Description: Wire basketry has a long tradition in South Africa. In the 1950s, telephone-wire baskets (or imbenge) became popular and have grown in popularity ever since. Among artists, the wire is known as "scooby-wire," or "scooby-do", or "scooby-dooby". The creation of a plate like this is very time and labor intensive. One of the most skilled artists, when working 20 hours a day, can create 2 or 3 works per month. The colors have traditional meanings and the imagery is often derived from dreams (messages from the ancestors) and religious ceremony.

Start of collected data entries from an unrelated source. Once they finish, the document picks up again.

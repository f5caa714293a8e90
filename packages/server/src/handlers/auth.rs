use axum::{Json, extract::State, http::StatusCode, response::IntoResponse};
use sea_orm::*;
use tracing::{instrument, warn};

use crate::entity::{role, role_permission, user};
use crate::error::{AppError, ErrorBody};
use crate::extractors::auth::AuthUser;
use crate::extractors::json::AppJson;
use crate::models::auth::{
    CreateUserRequest, CreateUserResponse, LoginRequest, LoginResponse, MeResponse,
    validate_create_user_request, validate_login_request,
};
use crate::state::AppState;
use crate::utils::{hash, jwt};

#[utoipa::path(
    post,
    path = "/login",
    tag = "Auth",
    operation_id = "login",
    summary = "Log in and obtain a bearer token",
    description = "Exchanges a username and password for a JWT carrying the account's role permissions. Logging out is done client-side by discarding the token.",
    request_body = LoginRequest,
    responses(
        (status = 200, description = "Login successful", body = LoginResponse),
        (status = 400, description = "Validation error (VALIDATION_ERROR)", body = ErrorBody),
        (status = 401, description = "Invalid credentials (INVALID_CREDENTIALS)", body = ErrorBody),
    ),
)]
#[instrument(skip(state, payload), fields(username = %payload.username))]
pub async fn login(
    State(state): State<AppState>,
    AppJson(payload): AppJson<LoginRequest>,
) -> Result<Json<LoginResponse>, AppError> {
    validate_login_request(&payload)?;

    let username = payload.username.trim();

    let Some(user) = user::Entity::find()
        .filter(user::Column::Username.eq(username))
        .one(&state.db)
        .await?
    else {
        warn!("Login failed: unknown username");
        return Err(AppError::InvalidCredentials);
    };

    let is_valid = hash::verify_password(&payload.password, &user.password)
        .map_err(|e| AppError::Internal(format!("Password verify error: {}", e)))?;

    if !is_valid {
        warn!("Login failed: wrong password");
        return Err(AppError::InvalidCredentials);
    }

    let permissions = role_permissions(&state.db, &user.role).await?;

    let token = jwt::sign(
        user.id,
        &user.username,
        &user.role,
        permissions.clone(),
        &state.config.auth.jwt_secret,
        state.config.auth.token_ttl_days,
    )
    .map_err(|e| AppError::Internal(format!("JWT sign error: {}", e)))?;

    Ok(Json(LoginResponse {
        token,
        username: user.username,
        role: user.role,
        permissions,
    }))
}

#[utoipa::path(
    get,
    path = "/me",
    tag = "Auth",
    operation_id = "getCurrentUser",
    summary = "Get the current user",
    responses(
        (status = 200, description = "Current user", body = MeResponse),
        (status = 401, description = "Unauthorized (TOKEN_MISSING, TOKEN_INVALID)", body = ErrorBody),
    ),
    security(("jwt" = [])),
)]
#[instrument(skip(auth_user), fields(user_id = auth_user.user_id))]
pub async fn me(auth_user: AuthUser) -> Json<MeResponse> {
    Json(MeResponse {
        id: auth_user.user_id,
        username: auth_user.username,
        role: auth_user.role,
        permissions: auth_user.permissions,
    })
}

#[utoipa::path(
    post,
    path = "/users",
    tag = "Auth",
    operation_id = "createUser",
    summary = "Create a staff account",
    description = "Creates an account with the given role (default `viewer`). Requires `user:manage` permission.",
    request_body = CreateUserRequest,
    responses(
        (status = 201, description = "Account created", body = CreateUserResponse),
        (status = 400, description = "Validation error or unknown role (VALIDATION_ERROR)", body = ErrorBody),
        (status = 401, description = "Unauthorized (TOKEN_MISSING, TOKEN_INVALID)", body = ErrorBody),
        (status = 403, description = "Forbidden (PERMISSION_DENIED)", body = ErrorBody),
        (status = 409, description = "Username taken (USERNAME_TAKEN)", body = ErrorBody),
    ),
    security(("jwt" = [])),
)]
#[instrument(skip(state, auth_user, payload), fields(username = %payload.username))]
pub async fn create_user(
    auth_user: AuthUser,
    State(state): State<AppState>,
    AppJson(payload): AppJson<CreateUserRequest>,
) -> Result<impl IntoResponse, AppError> {
    auth_user.require_permission("user:manage")?;
    validate_create_user_request(&payload)?;

    let role_name = payload
        .role
        .as_deref()
        .map(str::trim)
        .unwrap_or(role::DEFAULT_ROLE)
        .to_string();
    if role::Entity::find_by_id(role_name.clone())
        .one(&state.db)
        .await?
        .is_none()
    {
        return Err(AppError::Validation(format!("Unknown role '{role_name}'")));
    }

    let hash = hash::hash_password(&payload.password)
        .map_err(|e| AppError::Internal(format!("Password hash error: {}", e)))?;

    let new_user = user::ActiveModel {
        username: Set(payload.username.trim().to_string()),
        password: Set(hash),
        role: Set(role_name),
        created_at: Set(chrono::Utc::now()),
        ..Default::default()
    };

    let user = new_user.insert(&state.db).await.map_err(|e| match e.sql_err() {
        Some(SqlErr::UniqueConstraintViolation(_)) => AppError::UsernameTaken,
        _ => AppError::from(e),
    })?;

    tracing::info!(user_id = user.id, role = %user.role, "Created account");
    Ok((StatusCode::CREATED, Json(CreateUserResponse::from(user))))
}

async fn role_permissions<C: ConnectionTrait>(db: &C, role: &str) -> Result<Vec<String>, DbErr> {
    let rows = role_permission::Entity::find()
        .filter(role_permission::Column::Role.eq(role))
        .order_by_asc(role_permission::Column::Permission)
        .all(db)
        .await?;
    Ok(rows.into_iter().map(|rp| rp.permission).collect())
}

The objects in this collection were made by South African artisans during HIV/AIDS awareness workshops held during the 13th International AIDS Conference in Durban, mid-July 2000. The imagery on the plate includes "Kill HIV," a village house (representing the threat to the community), AIDS ribbons, a casket, a tombstone with a cross, and human forms. The baskets made during the HIV/AIDS awareness workshops are significant because they gave the artists a voice and the opportunity to talk with others in a supportive environment, sharing ideas, stories, health concerns and general feelings about AIDS. The workshops were facilitated by the Durban Art Gallery, African Art Centre, Durban City Health Department, doctors, traditional Zulu medical practitioners and musical and theatrical performers from the Kuyusa Devoted Artists troupe. Traditional art, such as beadwork, baskets, and dolls, were chosen because they could send visual social messages through a familiar means. Zulu artists attending the workshops were asked to integrate AIDS messages into their artworks.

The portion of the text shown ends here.